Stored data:
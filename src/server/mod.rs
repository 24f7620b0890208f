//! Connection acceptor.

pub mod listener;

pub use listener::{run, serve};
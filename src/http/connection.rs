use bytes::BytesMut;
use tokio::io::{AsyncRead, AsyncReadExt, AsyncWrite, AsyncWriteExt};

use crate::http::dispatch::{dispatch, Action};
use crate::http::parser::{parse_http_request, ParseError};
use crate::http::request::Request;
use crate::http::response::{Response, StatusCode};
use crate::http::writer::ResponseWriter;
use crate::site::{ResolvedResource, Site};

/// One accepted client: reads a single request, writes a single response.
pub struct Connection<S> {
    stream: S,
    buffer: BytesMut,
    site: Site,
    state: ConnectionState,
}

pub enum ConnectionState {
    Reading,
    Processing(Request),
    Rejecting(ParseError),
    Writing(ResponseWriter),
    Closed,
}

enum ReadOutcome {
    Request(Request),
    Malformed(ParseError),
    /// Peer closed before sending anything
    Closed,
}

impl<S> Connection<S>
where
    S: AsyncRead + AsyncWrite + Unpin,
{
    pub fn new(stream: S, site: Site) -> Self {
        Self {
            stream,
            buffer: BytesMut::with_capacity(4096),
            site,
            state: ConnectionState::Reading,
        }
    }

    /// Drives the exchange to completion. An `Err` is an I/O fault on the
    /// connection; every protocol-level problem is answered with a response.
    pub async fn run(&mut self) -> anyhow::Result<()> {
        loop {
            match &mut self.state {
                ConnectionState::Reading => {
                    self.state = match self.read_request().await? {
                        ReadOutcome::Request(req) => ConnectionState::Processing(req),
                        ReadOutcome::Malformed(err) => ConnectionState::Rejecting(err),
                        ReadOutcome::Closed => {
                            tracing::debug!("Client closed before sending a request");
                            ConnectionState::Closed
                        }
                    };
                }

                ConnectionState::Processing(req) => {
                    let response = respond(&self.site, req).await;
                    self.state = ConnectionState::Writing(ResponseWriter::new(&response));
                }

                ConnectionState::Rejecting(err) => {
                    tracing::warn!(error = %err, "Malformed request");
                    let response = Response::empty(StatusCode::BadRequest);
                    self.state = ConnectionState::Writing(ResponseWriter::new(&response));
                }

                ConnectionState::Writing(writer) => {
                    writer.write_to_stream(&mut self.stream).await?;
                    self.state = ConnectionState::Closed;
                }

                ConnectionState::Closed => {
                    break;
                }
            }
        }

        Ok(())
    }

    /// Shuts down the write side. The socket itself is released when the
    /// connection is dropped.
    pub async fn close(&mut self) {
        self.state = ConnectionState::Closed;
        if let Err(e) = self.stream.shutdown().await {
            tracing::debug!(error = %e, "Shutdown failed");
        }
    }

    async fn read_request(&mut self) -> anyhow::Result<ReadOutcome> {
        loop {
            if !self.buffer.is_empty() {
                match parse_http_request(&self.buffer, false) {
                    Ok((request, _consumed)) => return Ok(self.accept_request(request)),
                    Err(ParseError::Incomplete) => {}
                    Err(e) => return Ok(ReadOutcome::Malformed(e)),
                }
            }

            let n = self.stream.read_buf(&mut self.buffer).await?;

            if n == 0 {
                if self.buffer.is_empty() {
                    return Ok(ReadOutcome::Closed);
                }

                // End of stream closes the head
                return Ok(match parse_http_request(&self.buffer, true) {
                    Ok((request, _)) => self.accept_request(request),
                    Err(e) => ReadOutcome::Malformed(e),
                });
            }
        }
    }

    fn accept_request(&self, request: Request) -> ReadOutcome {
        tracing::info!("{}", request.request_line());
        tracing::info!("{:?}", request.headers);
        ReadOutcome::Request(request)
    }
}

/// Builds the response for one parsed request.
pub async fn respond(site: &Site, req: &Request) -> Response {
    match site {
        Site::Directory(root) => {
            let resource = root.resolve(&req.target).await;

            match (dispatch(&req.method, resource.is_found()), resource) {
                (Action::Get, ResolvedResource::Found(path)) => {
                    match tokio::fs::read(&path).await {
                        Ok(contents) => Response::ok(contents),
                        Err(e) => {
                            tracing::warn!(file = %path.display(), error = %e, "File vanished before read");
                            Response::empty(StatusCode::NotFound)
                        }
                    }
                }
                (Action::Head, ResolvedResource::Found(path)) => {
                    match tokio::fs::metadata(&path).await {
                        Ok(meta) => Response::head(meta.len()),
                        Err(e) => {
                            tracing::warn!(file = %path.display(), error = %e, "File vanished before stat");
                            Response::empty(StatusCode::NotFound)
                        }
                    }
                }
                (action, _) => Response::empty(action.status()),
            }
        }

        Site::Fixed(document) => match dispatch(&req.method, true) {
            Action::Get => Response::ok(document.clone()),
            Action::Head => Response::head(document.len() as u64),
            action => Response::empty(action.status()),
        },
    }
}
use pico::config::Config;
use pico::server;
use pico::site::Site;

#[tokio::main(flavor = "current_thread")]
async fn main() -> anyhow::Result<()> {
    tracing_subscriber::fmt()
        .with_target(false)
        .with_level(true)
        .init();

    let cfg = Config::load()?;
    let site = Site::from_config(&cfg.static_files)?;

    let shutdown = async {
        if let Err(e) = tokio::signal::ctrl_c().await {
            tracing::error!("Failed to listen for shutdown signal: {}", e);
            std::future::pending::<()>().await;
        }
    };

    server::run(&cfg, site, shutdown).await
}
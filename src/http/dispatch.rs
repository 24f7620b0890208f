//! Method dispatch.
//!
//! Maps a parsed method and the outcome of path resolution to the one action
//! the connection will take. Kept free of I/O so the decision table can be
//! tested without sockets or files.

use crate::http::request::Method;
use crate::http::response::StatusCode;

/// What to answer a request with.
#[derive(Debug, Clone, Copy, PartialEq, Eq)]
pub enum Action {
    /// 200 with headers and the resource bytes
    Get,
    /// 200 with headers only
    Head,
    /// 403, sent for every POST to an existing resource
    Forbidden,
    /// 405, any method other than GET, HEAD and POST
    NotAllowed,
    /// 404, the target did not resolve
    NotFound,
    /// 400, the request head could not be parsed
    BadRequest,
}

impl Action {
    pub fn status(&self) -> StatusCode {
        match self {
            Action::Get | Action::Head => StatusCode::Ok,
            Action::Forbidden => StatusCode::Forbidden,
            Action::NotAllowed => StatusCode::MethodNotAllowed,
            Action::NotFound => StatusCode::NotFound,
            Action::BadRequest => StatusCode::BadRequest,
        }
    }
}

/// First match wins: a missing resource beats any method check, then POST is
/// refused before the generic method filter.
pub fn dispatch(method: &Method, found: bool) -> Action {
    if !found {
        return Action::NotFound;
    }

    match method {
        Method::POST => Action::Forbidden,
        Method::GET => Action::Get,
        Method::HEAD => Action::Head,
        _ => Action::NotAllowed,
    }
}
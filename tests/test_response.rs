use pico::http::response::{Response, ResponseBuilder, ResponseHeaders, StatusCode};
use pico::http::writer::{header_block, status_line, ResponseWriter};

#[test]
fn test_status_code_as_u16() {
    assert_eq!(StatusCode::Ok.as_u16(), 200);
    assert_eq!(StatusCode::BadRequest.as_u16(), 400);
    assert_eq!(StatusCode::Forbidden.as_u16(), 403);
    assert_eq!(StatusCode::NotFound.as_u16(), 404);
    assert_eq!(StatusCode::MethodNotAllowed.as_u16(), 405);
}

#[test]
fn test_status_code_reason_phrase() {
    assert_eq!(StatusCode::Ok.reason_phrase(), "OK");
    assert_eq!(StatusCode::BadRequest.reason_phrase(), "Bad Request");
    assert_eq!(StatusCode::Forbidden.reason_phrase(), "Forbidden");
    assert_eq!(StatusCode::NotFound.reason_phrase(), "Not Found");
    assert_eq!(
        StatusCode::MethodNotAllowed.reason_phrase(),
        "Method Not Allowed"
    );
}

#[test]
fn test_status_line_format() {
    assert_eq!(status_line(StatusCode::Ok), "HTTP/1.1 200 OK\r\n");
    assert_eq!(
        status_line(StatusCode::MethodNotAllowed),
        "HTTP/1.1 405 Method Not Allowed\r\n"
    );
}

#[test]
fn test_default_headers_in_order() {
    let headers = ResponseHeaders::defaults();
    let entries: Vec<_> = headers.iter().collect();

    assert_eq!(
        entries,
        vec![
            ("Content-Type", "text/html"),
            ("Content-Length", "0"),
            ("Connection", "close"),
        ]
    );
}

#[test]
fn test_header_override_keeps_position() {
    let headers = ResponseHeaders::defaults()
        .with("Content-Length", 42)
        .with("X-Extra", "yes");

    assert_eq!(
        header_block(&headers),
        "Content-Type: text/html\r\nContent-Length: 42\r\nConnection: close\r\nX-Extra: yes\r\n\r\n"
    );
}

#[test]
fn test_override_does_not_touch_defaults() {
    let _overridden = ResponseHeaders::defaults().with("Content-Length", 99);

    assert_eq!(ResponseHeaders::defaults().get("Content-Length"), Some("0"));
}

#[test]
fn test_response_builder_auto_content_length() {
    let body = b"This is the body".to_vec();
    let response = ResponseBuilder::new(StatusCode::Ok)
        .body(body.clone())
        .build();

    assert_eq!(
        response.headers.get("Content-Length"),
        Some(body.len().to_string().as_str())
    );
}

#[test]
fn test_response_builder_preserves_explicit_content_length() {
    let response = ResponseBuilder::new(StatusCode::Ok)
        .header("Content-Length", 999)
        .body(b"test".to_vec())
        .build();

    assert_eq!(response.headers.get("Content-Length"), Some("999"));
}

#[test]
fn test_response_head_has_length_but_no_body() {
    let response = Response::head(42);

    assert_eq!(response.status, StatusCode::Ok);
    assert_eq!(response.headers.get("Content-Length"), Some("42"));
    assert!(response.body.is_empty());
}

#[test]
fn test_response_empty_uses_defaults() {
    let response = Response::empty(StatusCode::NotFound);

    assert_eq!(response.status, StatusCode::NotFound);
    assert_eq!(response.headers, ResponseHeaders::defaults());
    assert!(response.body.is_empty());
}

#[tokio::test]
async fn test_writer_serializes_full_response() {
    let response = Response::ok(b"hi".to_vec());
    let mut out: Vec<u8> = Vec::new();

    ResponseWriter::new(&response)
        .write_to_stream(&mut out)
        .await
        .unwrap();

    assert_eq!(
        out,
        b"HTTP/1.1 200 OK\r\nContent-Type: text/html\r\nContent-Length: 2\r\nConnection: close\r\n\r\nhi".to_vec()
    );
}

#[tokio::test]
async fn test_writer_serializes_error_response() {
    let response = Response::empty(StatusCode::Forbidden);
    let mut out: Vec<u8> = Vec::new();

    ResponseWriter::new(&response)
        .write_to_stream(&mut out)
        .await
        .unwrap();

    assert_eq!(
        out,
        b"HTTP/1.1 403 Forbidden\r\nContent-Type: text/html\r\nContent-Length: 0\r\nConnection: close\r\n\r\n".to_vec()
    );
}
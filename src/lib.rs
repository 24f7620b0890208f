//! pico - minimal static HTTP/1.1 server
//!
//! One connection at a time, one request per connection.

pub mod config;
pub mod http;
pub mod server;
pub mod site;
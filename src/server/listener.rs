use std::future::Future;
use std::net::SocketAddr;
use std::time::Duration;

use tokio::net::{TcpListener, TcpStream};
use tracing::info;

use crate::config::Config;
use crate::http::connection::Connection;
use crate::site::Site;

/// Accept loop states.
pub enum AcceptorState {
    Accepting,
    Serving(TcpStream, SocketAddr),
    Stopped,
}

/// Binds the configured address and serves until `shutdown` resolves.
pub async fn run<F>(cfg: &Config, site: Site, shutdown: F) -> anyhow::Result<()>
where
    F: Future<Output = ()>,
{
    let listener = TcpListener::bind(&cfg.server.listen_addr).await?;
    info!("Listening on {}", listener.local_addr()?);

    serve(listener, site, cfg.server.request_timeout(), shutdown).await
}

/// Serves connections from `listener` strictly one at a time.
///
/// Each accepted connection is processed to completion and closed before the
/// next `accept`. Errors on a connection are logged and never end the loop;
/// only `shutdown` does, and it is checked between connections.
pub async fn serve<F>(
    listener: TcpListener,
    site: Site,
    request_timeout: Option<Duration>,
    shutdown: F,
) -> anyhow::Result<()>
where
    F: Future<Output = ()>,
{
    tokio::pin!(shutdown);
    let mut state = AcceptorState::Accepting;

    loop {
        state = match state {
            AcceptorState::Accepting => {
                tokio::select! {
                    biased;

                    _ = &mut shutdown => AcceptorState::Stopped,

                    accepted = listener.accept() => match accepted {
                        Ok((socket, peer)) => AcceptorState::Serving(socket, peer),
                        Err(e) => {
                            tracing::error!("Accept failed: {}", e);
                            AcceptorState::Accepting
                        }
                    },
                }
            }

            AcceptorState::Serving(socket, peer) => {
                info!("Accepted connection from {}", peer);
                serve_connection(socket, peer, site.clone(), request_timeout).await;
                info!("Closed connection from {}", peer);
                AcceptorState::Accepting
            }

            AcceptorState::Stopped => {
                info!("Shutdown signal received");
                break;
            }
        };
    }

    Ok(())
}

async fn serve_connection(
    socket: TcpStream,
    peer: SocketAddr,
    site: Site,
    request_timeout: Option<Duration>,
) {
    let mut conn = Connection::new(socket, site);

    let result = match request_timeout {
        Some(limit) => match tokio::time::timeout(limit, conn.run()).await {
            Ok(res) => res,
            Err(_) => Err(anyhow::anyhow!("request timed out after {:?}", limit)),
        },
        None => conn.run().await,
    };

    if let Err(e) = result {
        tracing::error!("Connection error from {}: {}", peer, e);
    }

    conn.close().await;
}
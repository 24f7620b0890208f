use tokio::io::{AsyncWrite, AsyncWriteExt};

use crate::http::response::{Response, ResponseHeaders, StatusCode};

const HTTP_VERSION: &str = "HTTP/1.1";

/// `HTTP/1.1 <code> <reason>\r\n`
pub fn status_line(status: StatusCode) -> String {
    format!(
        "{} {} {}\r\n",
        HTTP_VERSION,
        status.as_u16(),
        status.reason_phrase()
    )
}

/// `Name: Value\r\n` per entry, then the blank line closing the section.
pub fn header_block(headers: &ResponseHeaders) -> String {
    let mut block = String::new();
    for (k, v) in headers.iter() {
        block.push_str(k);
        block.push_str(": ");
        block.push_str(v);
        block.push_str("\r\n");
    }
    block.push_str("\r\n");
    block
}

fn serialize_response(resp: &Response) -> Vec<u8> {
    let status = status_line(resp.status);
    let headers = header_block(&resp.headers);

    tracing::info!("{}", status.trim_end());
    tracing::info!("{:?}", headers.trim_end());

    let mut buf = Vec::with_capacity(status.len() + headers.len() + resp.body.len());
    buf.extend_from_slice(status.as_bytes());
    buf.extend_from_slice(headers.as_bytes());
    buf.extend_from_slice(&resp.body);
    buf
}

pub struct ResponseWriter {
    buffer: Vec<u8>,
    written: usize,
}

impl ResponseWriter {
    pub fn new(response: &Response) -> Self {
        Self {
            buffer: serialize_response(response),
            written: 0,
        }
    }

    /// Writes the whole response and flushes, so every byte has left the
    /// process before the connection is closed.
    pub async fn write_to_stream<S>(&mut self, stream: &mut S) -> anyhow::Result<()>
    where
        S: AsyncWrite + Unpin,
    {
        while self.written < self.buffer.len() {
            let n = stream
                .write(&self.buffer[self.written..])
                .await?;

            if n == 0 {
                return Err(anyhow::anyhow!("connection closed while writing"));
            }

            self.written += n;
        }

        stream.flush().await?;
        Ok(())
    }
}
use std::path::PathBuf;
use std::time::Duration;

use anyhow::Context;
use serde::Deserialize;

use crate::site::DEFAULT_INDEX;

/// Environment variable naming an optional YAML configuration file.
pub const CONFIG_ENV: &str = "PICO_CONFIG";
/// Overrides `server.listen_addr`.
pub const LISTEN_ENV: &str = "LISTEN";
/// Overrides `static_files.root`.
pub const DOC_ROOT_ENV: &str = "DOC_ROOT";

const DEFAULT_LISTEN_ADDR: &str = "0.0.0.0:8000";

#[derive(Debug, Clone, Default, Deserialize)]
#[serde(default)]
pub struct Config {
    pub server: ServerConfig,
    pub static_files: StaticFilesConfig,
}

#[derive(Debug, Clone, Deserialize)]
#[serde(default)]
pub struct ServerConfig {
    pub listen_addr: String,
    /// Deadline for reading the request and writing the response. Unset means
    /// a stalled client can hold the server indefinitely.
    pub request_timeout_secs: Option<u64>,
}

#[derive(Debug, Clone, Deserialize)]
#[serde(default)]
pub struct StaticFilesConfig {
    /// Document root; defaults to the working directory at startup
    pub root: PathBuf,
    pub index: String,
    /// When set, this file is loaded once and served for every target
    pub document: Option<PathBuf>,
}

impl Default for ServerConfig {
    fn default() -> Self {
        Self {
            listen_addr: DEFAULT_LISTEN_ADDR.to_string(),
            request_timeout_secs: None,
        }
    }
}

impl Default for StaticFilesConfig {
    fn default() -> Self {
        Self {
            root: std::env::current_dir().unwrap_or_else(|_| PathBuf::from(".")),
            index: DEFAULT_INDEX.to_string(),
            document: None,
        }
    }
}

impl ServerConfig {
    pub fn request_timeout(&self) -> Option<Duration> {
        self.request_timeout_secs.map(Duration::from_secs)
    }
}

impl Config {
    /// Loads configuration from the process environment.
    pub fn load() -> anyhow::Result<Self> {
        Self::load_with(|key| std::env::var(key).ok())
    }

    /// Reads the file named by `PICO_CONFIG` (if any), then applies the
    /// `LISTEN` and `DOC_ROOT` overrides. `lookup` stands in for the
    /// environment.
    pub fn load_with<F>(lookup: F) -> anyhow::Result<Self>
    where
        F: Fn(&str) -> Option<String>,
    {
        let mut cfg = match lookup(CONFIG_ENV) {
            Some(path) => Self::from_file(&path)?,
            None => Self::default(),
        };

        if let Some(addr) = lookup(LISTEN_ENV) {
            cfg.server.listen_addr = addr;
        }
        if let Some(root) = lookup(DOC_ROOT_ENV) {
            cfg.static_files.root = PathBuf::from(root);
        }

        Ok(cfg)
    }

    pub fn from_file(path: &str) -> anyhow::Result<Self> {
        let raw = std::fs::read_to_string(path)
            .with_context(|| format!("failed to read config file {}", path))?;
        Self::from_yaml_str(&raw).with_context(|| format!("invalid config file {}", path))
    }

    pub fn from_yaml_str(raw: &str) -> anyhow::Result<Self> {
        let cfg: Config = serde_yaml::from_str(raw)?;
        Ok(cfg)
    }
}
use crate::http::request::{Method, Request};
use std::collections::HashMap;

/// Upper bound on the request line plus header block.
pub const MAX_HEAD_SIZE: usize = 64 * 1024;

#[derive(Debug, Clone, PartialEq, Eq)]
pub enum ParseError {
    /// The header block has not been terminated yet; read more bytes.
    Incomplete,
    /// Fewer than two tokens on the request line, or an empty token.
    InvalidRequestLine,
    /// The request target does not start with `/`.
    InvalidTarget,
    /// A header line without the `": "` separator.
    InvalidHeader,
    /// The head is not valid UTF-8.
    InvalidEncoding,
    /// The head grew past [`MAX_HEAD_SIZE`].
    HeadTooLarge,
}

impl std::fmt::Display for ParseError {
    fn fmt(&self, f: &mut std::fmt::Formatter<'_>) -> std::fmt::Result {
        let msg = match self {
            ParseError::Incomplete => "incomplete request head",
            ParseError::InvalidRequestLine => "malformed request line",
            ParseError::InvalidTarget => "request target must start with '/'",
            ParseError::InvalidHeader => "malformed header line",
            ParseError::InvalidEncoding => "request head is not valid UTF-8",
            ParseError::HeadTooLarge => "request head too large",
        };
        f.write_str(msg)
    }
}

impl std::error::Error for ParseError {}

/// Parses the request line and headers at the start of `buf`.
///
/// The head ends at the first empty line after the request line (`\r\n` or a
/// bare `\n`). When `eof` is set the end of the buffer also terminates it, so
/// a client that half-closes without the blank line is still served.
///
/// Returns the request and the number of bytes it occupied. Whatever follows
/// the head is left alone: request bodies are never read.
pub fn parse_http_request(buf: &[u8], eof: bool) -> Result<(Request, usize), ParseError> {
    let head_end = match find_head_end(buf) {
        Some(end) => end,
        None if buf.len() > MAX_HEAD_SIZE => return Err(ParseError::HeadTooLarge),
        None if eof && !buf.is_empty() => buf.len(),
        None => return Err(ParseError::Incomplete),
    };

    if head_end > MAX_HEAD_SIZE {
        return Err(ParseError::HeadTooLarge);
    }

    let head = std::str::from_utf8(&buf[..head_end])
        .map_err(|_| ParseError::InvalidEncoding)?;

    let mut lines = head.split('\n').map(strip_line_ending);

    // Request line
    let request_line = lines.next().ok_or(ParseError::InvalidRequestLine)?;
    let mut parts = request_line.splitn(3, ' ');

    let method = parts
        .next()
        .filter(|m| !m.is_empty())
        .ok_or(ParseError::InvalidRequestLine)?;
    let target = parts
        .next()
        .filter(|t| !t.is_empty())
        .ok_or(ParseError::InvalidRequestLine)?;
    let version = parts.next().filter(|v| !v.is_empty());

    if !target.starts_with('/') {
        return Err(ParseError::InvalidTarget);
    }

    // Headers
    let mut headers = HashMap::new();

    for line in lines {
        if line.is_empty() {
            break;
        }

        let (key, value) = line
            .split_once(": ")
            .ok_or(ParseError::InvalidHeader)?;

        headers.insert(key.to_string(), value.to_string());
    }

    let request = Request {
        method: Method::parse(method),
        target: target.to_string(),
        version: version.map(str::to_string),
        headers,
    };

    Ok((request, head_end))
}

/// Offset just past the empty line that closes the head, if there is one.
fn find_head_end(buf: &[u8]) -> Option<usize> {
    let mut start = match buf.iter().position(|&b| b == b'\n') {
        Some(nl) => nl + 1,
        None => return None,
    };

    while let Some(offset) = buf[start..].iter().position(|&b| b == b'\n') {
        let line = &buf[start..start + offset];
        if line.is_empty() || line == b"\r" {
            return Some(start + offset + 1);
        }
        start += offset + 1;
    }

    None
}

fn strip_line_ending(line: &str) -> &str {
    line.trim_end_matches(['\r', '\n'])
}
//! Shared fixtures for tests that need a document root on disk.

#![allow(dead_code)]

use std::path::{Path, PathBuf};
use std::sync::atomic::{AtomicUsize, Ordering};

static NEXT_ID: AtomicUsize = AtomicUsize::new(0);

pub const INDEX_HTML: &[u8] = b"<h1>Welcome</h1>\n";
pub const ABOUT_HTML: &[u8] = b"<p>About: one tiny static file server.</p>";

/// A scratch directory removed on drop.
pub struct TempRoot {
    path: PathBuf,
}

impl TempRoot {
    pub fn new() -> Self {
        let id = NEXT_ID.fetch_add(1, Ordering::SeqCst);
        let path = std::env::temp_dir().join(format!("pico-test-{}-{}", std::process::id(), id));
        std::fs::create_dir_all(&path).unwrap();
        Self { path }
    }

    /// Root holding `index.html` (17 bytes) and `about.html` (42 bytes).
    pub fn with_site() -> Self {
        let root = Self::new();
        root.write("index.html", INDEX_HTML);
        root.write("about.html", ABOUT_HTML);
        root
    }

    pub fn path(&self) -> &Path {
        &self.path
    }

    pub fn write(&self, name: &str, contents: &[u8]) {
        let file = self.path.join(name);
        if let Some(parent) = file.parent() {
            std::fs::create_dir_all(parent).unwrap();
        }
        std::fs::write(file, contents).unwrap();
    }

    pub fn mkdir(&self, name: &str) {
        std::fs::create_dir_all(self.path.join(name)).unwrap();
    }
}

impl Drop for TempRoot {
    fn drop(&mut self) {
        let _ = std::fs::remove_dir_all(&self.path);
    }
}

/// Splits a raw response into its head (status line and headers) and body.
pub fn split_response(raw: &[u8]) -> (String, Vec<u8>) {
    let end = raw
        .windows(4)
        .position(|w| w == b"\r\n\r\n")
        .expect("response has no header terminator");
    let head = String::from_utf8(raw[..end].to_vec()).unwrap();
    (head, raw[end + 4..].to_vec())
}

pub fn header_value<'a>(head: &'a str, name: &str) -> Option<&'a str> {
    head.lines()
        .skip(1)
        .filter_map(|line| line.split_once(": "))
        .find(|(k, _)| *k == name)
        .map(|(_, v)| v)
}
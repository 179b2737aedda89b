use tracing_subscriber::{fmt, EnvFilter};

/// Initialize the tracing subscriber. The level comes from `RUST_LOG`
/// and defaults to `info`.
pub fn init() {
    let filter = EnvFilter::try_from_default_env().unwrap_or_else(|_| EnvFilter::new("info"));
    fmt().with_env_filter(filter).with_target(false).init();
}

What is expected: Give back the records above exactly, limited to the lines between the one holding "pub fn new(response: &Response)" and the one holding "const DEFAULT_LISTEN_ADDR: &str", inclusive.

Solution:
    pub fn new(response: &Response) -> Self {
        Self {
            buffer: serialize_response(response),
            written: 0,
        }
    }

    /// Writes the whole response and flushes, so every byte has left the
    /// process before the connection is closed.
    pub async fn write_to_stream<S>(&mut self, stream: &mut S) -> anyhow::Result<()>
    where
        S: AsyncWrite + Unpin,
    {
        while self.written < self.buffer.len() {
            let n = stream
                .write(&self.buffer[self.written..])
                .await?;

            if n == 0 {
                return Err(anyhow::anyhow!("connection closed while writing"));
            }

            self.written += n;
        }

        stream.flush().await?;
        Ok(())
    }
}
use std::path::PathBuf;
use std::time::Duration;

use anyhow::Context;
use serde::Deserialize;

use crate::site::DEFAULT_INDEX;

/// Environment variable naming an optional YAML configuration file.
pub const CONFIG_ENV: &str = "PICO_CONFIG";
/// Overrides `server.listen_addr`.
pub const LISTEN_ENV: &str = "LISTEN";
/// Overrides `static_files.root`.
pub const DOC_ROOT_ENV: &str = "DOC_ROOT";

const DEFAULT_LISTEN_ADDR: &str = "0.0.0.0:8000";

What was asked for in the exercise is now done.